The Polysialylation of Novel Glycans Engineered in Different Locations on the Surface of Ig5 Suggests Some Flexibility in the Polysialylation Process and the Importance of the Ig5 Domain in polyST Engagement
We used the structure of the Ig5 domain to guide us in the construction of consensus N-linked glycosylation sites to understand what restrictions are placed on the location of polysialylated N-glycans. First, we created an NCAM mutant that would be largely devoid of polysialic acid by mutating the consensus N-linked glycosylation sequence of ASN5 and ASN6 from Asn-X-Ser/Thr to Asn-X-Ala (mut[5.6]NXA). The mut[5.6]NXA protein localized to the Golgi and cell surface indicating the absence of glycosylation at these sites did not severely affect protein folding and trafficking (supplemental Fig. 2).
The three N-glycans on the Ig5 domain are in the mid section of the Ig5 β sandwich, with ASN4 being somewhat closer to the FN1 domain (Fig. 1B). The glycans that are the primary sites of polysialylation, found on ASN5 and ASN6, are closer together on one side of the domain, whereas the glycan that is very weakly polysialylated found on ASN4 is on the opposite side of the domain (Fig. 1B). From this observation, we predicted that new glycans placed near to ASN4 would not be polysialylated, whereas those placed closer to ASN5 and ASN6 would be polysialylated. To test this prediction, we created a series of glycosylation sites that circled the Ig5 domain (Figs. 4A and 5A). A site at position 465 was placed on strand E right next to the ASN4 site on strand B (Fig. 4A, left). N-Glycosylation sites at positions 443 and 452 flanked ASN5 (position 449) in the loop connecting the two sheets, with 443 being between ASN5 and ASN6 and 452 being between ASN4 and ASN5 (Fig. 4A, right). Finally, glycosylation sites at positions 439 and 491 on strands C and G were positioned next to ASN6, found at position 478 on strand F of the second sheet of the β sandwich (Fig. 5A). We also rationalized that glycosylation sites placed on the same face as ASN6 but closer to the Ig4 domain may not be polysialylated if Ig5 and FN1 are rigidly positioned. To test this hypothesis, we placed glycosylation sites at positions 435 and 487, located at the “top” of the Ig5 domain closer to the adjacent Ig4 domain (Fig. 5A). Each of these mutants trafficked to the cell surface following expression in COS-1 cells, similar to wild-type NCAM and mut[5.6]NXA, indicating that the changes made did not severely impact protein folding and trafficking (supplemental Fig. 2).
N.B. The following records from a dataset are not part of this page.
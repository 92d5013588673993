use axum::extract::rejection::{FormRejection, JsonRejection};
use axum::http::StatusCode;
use axum::response::{IntoResponse, Response};
use axum::Json;
use service::ServiceError;
use tracing::error;

/// Service failure rendered as an HTTP status with a minimal JSON body.
#[derive(Debug)]
pub struct ApiError(pub ServiceError);

impl ApiError {
    pub fn status(&self) -> StatusCode {
        match &self.0 {
            ServiceError::BadRequest(_) => StatusCode::BAD_REQUEST,
            ServiceError::NotFound(_) => StatusCode::NOT_FOUND,
            ServiceError::Conflict(_) => StatusCode::CONFLICT,
            ServiceError::Storage(_) => StatusCode::INTERNAL_SERVER_ERROR,
        }
    }
}

impl From<ServiceError> for ApiError {
    fn from(e: ServiceError) -> Self { Self(e) }
}

impl From<JsonRejection> for ApiError {
    fn from(e: JsonRejection) -> Self { Self(ServiceError::BadRequest(e.body_text())) }
}

impl From<FormRejection> for ApiError {
    fn from(e: FormRejection) -> Self { Self(ServiceError::BadRequest(e.body_text())) }
}

impl IntoResponse for ApiError {
    fn into_response(self) -> Response {
        let status = self.status();
        let msg = self.0.to_string();
        if status.is_server_error() {
            error!(error = %msg, "request failed");
        }
        (status, Json(serde_json::json!({"error": msg}))).into_response()
    }
}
To evaluate glycosylation site usage as well as polysialylation, we chose to subject these mutants to pulse-chase analysis and Endo N digestion (Figs. 4 and 5). Endo N cleaves α2,8-linked polysialic acid chains of eight residues or more, leaving a short four-unit α2,8-oligosialic acid chain at the terminus of the cleaved glycan (54). We then confirmed polysialylation by immunoblotting with the OL.28 anti-polysialic acid antibody (Fig. 6 and data not shown). In the pulse-chase analysis, polysialylated wild-type NCAM migrated as a broad, high molecular mass band of 150 kDa to over 250 kDa that collapses upon Endo N treatment to 126–150 kDa (Figs. 4B and 5B, NCAM ± Endo N). It is likely that the NCAM molecules migrating between 150 and ∼180 kDa are primarily modified by longer oligosialic acid chains, because these species are not recognized by the OL.28 antibody (compare with Fig. 6). The lower molecular mass 126–147 kDa band of unpolysialylated wild-type NCAM represents both those NCAM proteins that are expressed in cells that are not expressing PST, as well as a fraction of the protein that carries Endo H-sensitive high-mannose N-glycans, rather than complex N-glycans (data not shown). The presence of NCAM proteins with incompletely processed N-glycans likely reflects the inability of the cellular glycosylation machinery to fully modify all of the highly expressed NCAM protein. We have observed a similar situation with overexpressed polySTs (11). Notably, the unpolysialylated forms of each NCAM mutant with an additional N-glycosylation site were somewhat larger than the mut[5.6]NXA mutant suggesting that these engineered sites were indeed glycosylated and further modified (Figs. 4B and 5B, upper panels).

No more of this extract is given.